Nowadays, type AC cable (modern "BX") looks more like the following:
Notice the bare wire. This type of cable is designed specifically to have its armor and this "bonding strip" form the ground path in combination. You do still have to be careful about what you connect it to:
- The bonding strip may still be aluminum, as in the picture (though copper-bonded AC cable is available); if so, it should not directly touch any copper or steel. You should instead ground the J-box (typically galvanized or zinc-plated steel; the zinc coating in either case protects both the steel and aluminum from galvanic corrosion) through the wiring clamp by bending the bonding strip backwards so it's also held by the clamp, then attach the copper wire somewhere else in the box (there are usually other attachment points in the J-box for just this purpose).
- The bonding strip is 16AWG, because it's designed to complement the armor; if the armor is fully compromised at any point along its length, however, the bonding strip is all that's left, and it's 2AWG smaller (and aluminum provides more resistance) than the minimum gauge of copper wire rated for 15A.
This all just means you should be careful when installing it, to make sure that you don't abuse the armor or create a galvanic cell in your J-box. You also must not install this wire in any location where water could be an issue; instead, you should use a Type MC cable with a PVC outer jacket. However, if installed properly, this type of wire is perfectly safe.

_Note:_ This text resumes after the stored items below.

use chrono::NaiveDateTime;
use rusqlite::{params, Connection, OptionalExtension, Row};

use crate::metrics::types::{AssigneePerformance, IssueAnalysis};

// ── Issue Analysis ─────────────────────────────────────────────────

const ISSUE_COLUMNS: &str = "issue_key, project_key, summary, description, status,
    assignee_account_id, assignee_name, assignee_email,
    created_at, resolved_at, time_taken_hours,
    assignee_hourly_cost, total_cost, efficiency_score, last_synced_at";

/// Insert or fully replace the analysis row for `issue.issue_key`.
///
/// Every mutable column is overwritten with the new values, including NULLs:
/// a re-synced issue never keeps stale fields from a previous pass.
pub fn upsert_issue_analysis(
    conn: &Connection,
    issue: &IssueAnalysis,
) -> Result<(), rusqlite::Error> {
    conn.execute(
        "INSERT INTO issue_analysis (
            issue_key, project_key, summary, description, status,
            assignee_account_id, assignee_name, assignee_email,
            created_at, resolved_at, time_taken_hours,
            assignee_hourly_cost, total_cost, efficiency_score, last_synced_at
        ) VALUES (?1, ?2, ?3, ?4, ?5, ?6, ?7, ?8, ?9, ?10, ?11, ?12, ?13, ?14, ?15)
        ON CONFLICT(issue_key) DO UPDATE SET
            project_key=excluded.project_key, summary=excluded.summary,
            description=excluded.description, status=excluded.status,
            assignee_account_id=excluded.assignee_account_id,
            assignee_name=excluded.assignee_name, assignee_email=excluded.assignee_email,
            created_at=excluded.created_at, resolved_at=excluded.resolved_at,
            time_taken_hours=excluded.time_taken_hours,
            assignee_hourly_cost=excluded.assignee_hourly_cost,
            total_cost=excluded.total_cost, efficiency_score=excluded.efficiency_score,
            last_synced_at=excluded.last_synced_at",
        params![
            issue.issue_key,
            issue.project_key,
            issue.summary,
            issue.description,
            issue.status,
            issue.assignee_account_id,
            issue.assignee_name,
            issue.assignee_email,
            issue.created_at,
            issue.resolved_at,
            issue.time_taken_hours,
            issue.assignee_hourly_cost,
            issue.total_cost,
            issue.efficiency_score,
            issue.last_synced_at,
        ],
    )?;
    Ok(())
}

pub fn get_issue_analysis(
    conn: &Connection,
    issue_key: &str,
) -> Result<Option<IssueAnalysis>, rusqlite::Error> {
    conn.query_row(
        &format!("SELECT {ISSUE_COLUMNS} FROM issue_analysis WHERE issue_key = ?1"),
        params![issue_key],
        issue_from_row,
    )
    .optional()
}

/// All analysis rows, optionally restricted to one project, ordered by issue key.
pub fn list_issue_analysis(
    conn: &Connection,
    project_key: Option<&str>,
) -> Result<Vec<IssueAnalysis>, rusqlite::Error> {
    let mut stmt = conn.prepare(&format!(
        "SELECT {ISSUE_COLUMNS} FROM issue_analysis
         WHERE (?1 IS NULL OR project_key = ?1)
         ORDER BY issue_key"
    ))?;
    let rows = stmt.query_map(params![project_key], issue_from_row)?;
    rows.collect()
}

pub fn list_issues_by_assignee(
    conn: &Connection,
    account_id: &str,
) -> Result<Vec<IssueAnalysis>, rusqlite::Error> {
    let mut stmt = conn.prepare(&format!(
        "SELECT {ISSUE_COLUMNS} FROM issue_analysis
         WHERE assignee_account_id = ?1
         ORDER BY issue_key"
    ))?;
    let rows = stmt.query_map(params![account_id], issue_from_row)?;
    rows.collect()
}

/// Issues of `account_id` that have a resolved timestamp, ordered by issue key.
pub fn list_completed_issues_by_assignee(
    conn: &Connection,
    account_id: &str,
) -> Result<Vec<IssueAnalysis>, rusqlite::Error> {
    let mut stmt = conn.prepare(&format!(
        "SELECT {ISSUE_COLUMNS} FROM issue_analysis
         WHERE assignee_account_id = ?1 AND resolved_at IS NOT NULL
         ORDER BY issue_key"
    ))?;
    let rows = stmt.query_map(params![account_id], issue_from_row)?;
    rows.collect()
}

/// Overwrite the cost snapshot of a single issue.
pub fn update_issue_cost(
    conn: &Connection,
    issue_key: &str,
    hourly_cost: f64,
    total_cost: Option<f64>,
) -> Result<(), rusqlite::Error> {
    conn.execute(
        "UPDATE issue_analysis SET assignee_hourly_cost = ?2, total_cost = ?3
         WHERE issue_key = ?1",
        params![issue_key, hourly_cost, total_cost],
    )?;
    Ok(())
}

/// `(total, completed)` analysis row counts.
pub fn count_issue_analysis(conn: &Connection) -> Result<(u64, u64), rusqlite::Error> {
    conn.query_row(
        "SELECT COUNT(*), COUNT(resolved_at) FROM issue_analysis",
        [],
        |row| Ok((row.get::<_, i64>(0)? as u64, row.get::<_, i64>(1)? as u64)),
    )
}

fn issue_from_row(row: &Row<'_>) -> Result<IssueAnalysis, rusqlite::Error> {
    Ok(IssueAnalysis {
        issue_key: row.get(0)?,
        project_key: row.get(1)?,
        summary: row.get(2)?,
        description: row.get(3)?,
        status: row.get(4)?,
        assignee_account_id: row.get(5)?,
        assignee_name: row.get(6)?,
        assignee_email: row.get(7)?,
        created_at: row.get(8)?,
        resolved_at: row.get(9)?,
        time_taken_hours: row.get(10)?,
        assignee_hourly_cost: row.get(11)?,
        total_cost: row.get(12)?,
        efficiency_score: row.get(13)?,
        last_synced_at: row.get(14)?,
    })
}

// ── Assignee Performance ───────────────────────────────────────────

const PERFORMANCE_COLUMNS: &str = "account_id, name, email, hourly_cost,
    total_issues_completed, average_time_hours, average_efficiency_score,
    total_cost_incurred, last_updated_at";

pub fn upsert_assignee_performance(
    conn: &Connection,
    perf: &AssigneePerformance,
) -> Result<(), rusqlite::Error> {
    conn.execute(
        "INSERT INTO assignee_performance (
            account_id, name, email, hourly_cost,
            total_issues_completed, average_time_hours, average_efficiency_score,
            total_cost_incurred, last_updated_at
        ) VALUES (?1, ?2, ?3, ?4, ?5, ?6, ?7, ?8, ?9)
        ON CONFLICT(account_id) DO UPDATE SET
            name=excluded.name, email=excluded.email, hourly_cost=excluded.hourly_cost,
            total_issues_completed=excluded.total_issues_completed,
            average_time_hours=excluded.average_time_hours,
            average_efficiency_score=excluded.average_efficiency_score,
            total_cost_incurred=excluded.total_cost_incurred,
            last_updated_at=excluded.last_updated_at",
        params![
            perf.account_id,
            perf.name,
            perf.email,
            perf.hourly_cost,
            perf.total_issues_completed as i64,
            perf.average_time_hours,
            perf.average_efficiency_score,
            perf.total_cost_incurred,
            perf.last_updated_at,
        ],
    )?;
    Ok(())
}

pub fn get_assignee_performance(
    conn: &Connection,
    account_id: &str,
) -> Result<Option<AssigneePerformance>, rusqlite::Error> {
    conn.query_row(
        &format!("SELECT {PERFORMANCE_COLUMNS} FROM assignee_performance WHERE account_id = ?1"),
        params![account_id],
        performance_from_row,
    )
    .optional()
}

pub fn list_assignee_performance(
    conn: &Connection,
) -> Result<Vec<AssigneePerformance>, rusqlite::Error> {
    let mut stmt = conn.prepare(&format!(
        "SELECT {PERFORMANCE_COLUMNS} FROM assignee_performance ORDER BY account_id"
    ))?;
    let rows = stmt.query_map([], performance_from_row)?;
    rows.collect()
}

/// Set the hourly rate on an existing performance row. Returns `false` when
/// the account has no row.
pub fn set_hourly_cost(
    conn: &Connection,
    account_id: &str,
    hourly_cost: f64,
    updated_at: NaiveDateTime,
) -> Result<bool, rusqlite::Error> {
    let count = conn.execute(
        "UPDATE assignee_performance SET hourly_cost = ?2, last_updated_at = ?3
         WHERE account_id = ?1",
        params![account_id, hourly_cost, updated_at],
    )?;
    Ok(count > 0)
}

fn performance_from_row(row: &Row<'_>) -> Result<AssigneePerformance, rusqlite::Error> {
    Ok(AssigneePerformance {
        account_id: row.get(0)?,
        name: row.get(1)?,
        email: row.get(2)?,
        hourly_cost: row.get(3)?,
        total_issues_completed: row.get::<_, i64>(4)? as u64,
        average_time_hours: row.get(5)?,
        average_efficiency_score: row.get(6)?,
        total_cost_incurred: row.get(7)?,
        last_updated_at: row.get(8)?,
    })
}

// ── Monitored Projects ─────────────────────────────────────────────

pub fn add_monitored_project(
    conn: &Connection,
    project_key: &str,
    display_name: Option<&str>,
) -> Result<(), rusqlite::Error> {
    conn.execute(
        "INSERT INTO monitored_projects (project_key, display_name, added_at)
         VALUES (?1, ?2, datetime('now'))
         ON CONFLICT(project_key) DO UPDATE SET
           display_name = COALESCE(excluded.display_name, monitored_projects.display_name)",
        params![project_key, display_name],
    )?;
    Ok(())
}

pub fn remove_monitored_project(
    conn: &Connection,
    project_key: &str,
) -> Result<bool, rusqlite::Error> {
    let count = conn.execute(
        "DELETE FROM monitored_projects WHERE project_key = ?1",
        params![project_key],
    )?;
    Ok(count > 0)
}

pub fn list_monitored_projects(
    conn: &Connection,
) -> Result<Vec<MonitoredProject>, rusqlite::Error> {
    let mut stmt = conn.prepare(
        "SELECT project_key, display_name, added_at, last_sync_at
         FROM monitored_projects ORDER BY added_at, project_key",
    )?;
    let rows = stmt.query_map([], |row| {
        Ok(MonitoredProject {
            project_key: row.get(0)?,
            display_name: row.get(1)?,
            added_at: row.get(2)?,
            last_sync_at: row.get(3)?,
        })
    })?;
    rows.collect()
}

/// No-op for projects that are synced without being monitored.
pub fn update_monitored_project_sync_time(
    conn: &Connection,
    project_key: &str,
) -> Result<(), rusqlite::Error> {
    conn.execute(
        "UPDATE monitored_projects SET last_sync_at = datetime('now') WHERE project_key = ?1",
        params![project_key],
    )?;
    Ok(())
}

#[derive(Debug, Clone, serde::Serialize)]
pub struct MonitoredProject {
    pub project_key: String,
    pub display_name: Option<String>,
    pub added_at: String,
    pub last_sync_at: Option<String>,
}

// ── Config ─────────────────────────────────────────────────────────

pub fn get_config(conn: &Connection, key: &str) -> Result<Option<String>, rusqlite::Error> {
    conn.query_row(
        "SELECT value FROM app_config WHERE key = ?1",
        params![key],
        |row| row.get(0),
    )
    .optional()
}

pub fn set_config(conn: &Connection, key: &str, value: &str) -> Result<(), rusqlite::Error> {
    conn.execute(
        "INSERT OR REPLACE INTO app_config (key, value, updated_at)
         VALUES (?1, ?2, datetime('now'))",
        params![key, value],
    )?;
    Ok(())
}

pub fn list_config(conn: &Connection) -> Result<Vec<(String, String)>, rusqlite::Error> {
    let mut stmt = conn.prepare("SELECT key, value FROM app_config ORDER BY key")?;
    let rows = stmt.query_map([], |row| Ok((row.get(0)?, row.get(1)?)))?;
    rows.collect()
}

// ── Sync Runs ──────────────────────────────────────────────────────

pub fn insert_sync_run(conn: &Connection, project_key: &str) -> Result<i64, rusqlite::Error> {
    conn.execute(
        "INSERT INTO sync_runs (project_key, status, started_at)
         VALUES (?1, 'running', datetime('now'))",
        params![project_key],
    )?;
    Ok(conn.last_insert_rowid())
}

pub fn finish_sync_run(
    conn: &Connection,
    run_id: i64,
    status: &str,
    issues_fetched: u64,
    issues_synced: u64,
    issues_skipped: u64,
    error_message: Option<&str>,
) -> Result<(), rusqlite::Error> {
    conn.execute(
        "UPDATE sync_runs SET
            status = ?2, completed_at = datetime('now'),
            issues_fetched = ?3, issues_synced = ?4, issues_skipped = ?5,
            error_message = ?6
         WHERE id = ?1",
        params![
            run_id,
            status,
            issues_fetched as i64,
            issues_synced as i64,
            issues_skipped as i64,
            error_message,
        ],
    )?;
    Ok(())
}

pub fn list_recent_sync_runs(
    conn: &Connection,
    limit: u32,
) -> Result<Vec<SyncRun>, rusqlite::Error> {
    let mut stmt = conn.prepare(
        "SELECT id, project_key, status, started_at, completed_at,
                issues_fetched, issues_synced, issues_skipped, error_message
         FROM sync_runs ORDER BY id DESC LIMIT ?1",
    )?;
    let rows = stmt.query_map(params![limit], |row| {
        Ok(SyncRun {
            id: row.get(0)?,
            project_key: row.get(1)?,
            status: row.get(2)?,
            started_at: row.get(3)?,
            completed_at: row.get(4)?,
            issues_fetched: row.get::<_, i64>(5)? as u64,
            issues_synced: row.get::<_, i64>(6)? as u64,
            issues_skipped: row.get::<_, i64>(7)? as u64,
            error_message: row.get(8)?,
        })
    })?;
    rows.collect()
}

#[derive(Debug, Clone, serde::Serialize)]
pub struct SyncRun {
    pub id: i64,
    pub project_key: String,
    pub status: String,
    pub started_at: String,
    pub completed_at: Option<String>,
    pub issues_fetched: u64,
    pub issues_synced: u64,
    pub issues_skipped: u64,
    pub error_message: Option<String>,
}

Looking at the first image again, the middle cable is an example of non-bonded, grounded BX, known in the NEC as type MC (though newer MC has an extra PVC jacket between the conductors and armor; it's basically armored Romex). Because it doesn't have a bonding strip, the armor of this cable should not be used as ground. Instead, the green wire (in the image it's a very blue-green) should be used as the ground connection. MC severs these two responsibilities; the armor is there to take abuse, the ground is there to add electrical safety to the circuit.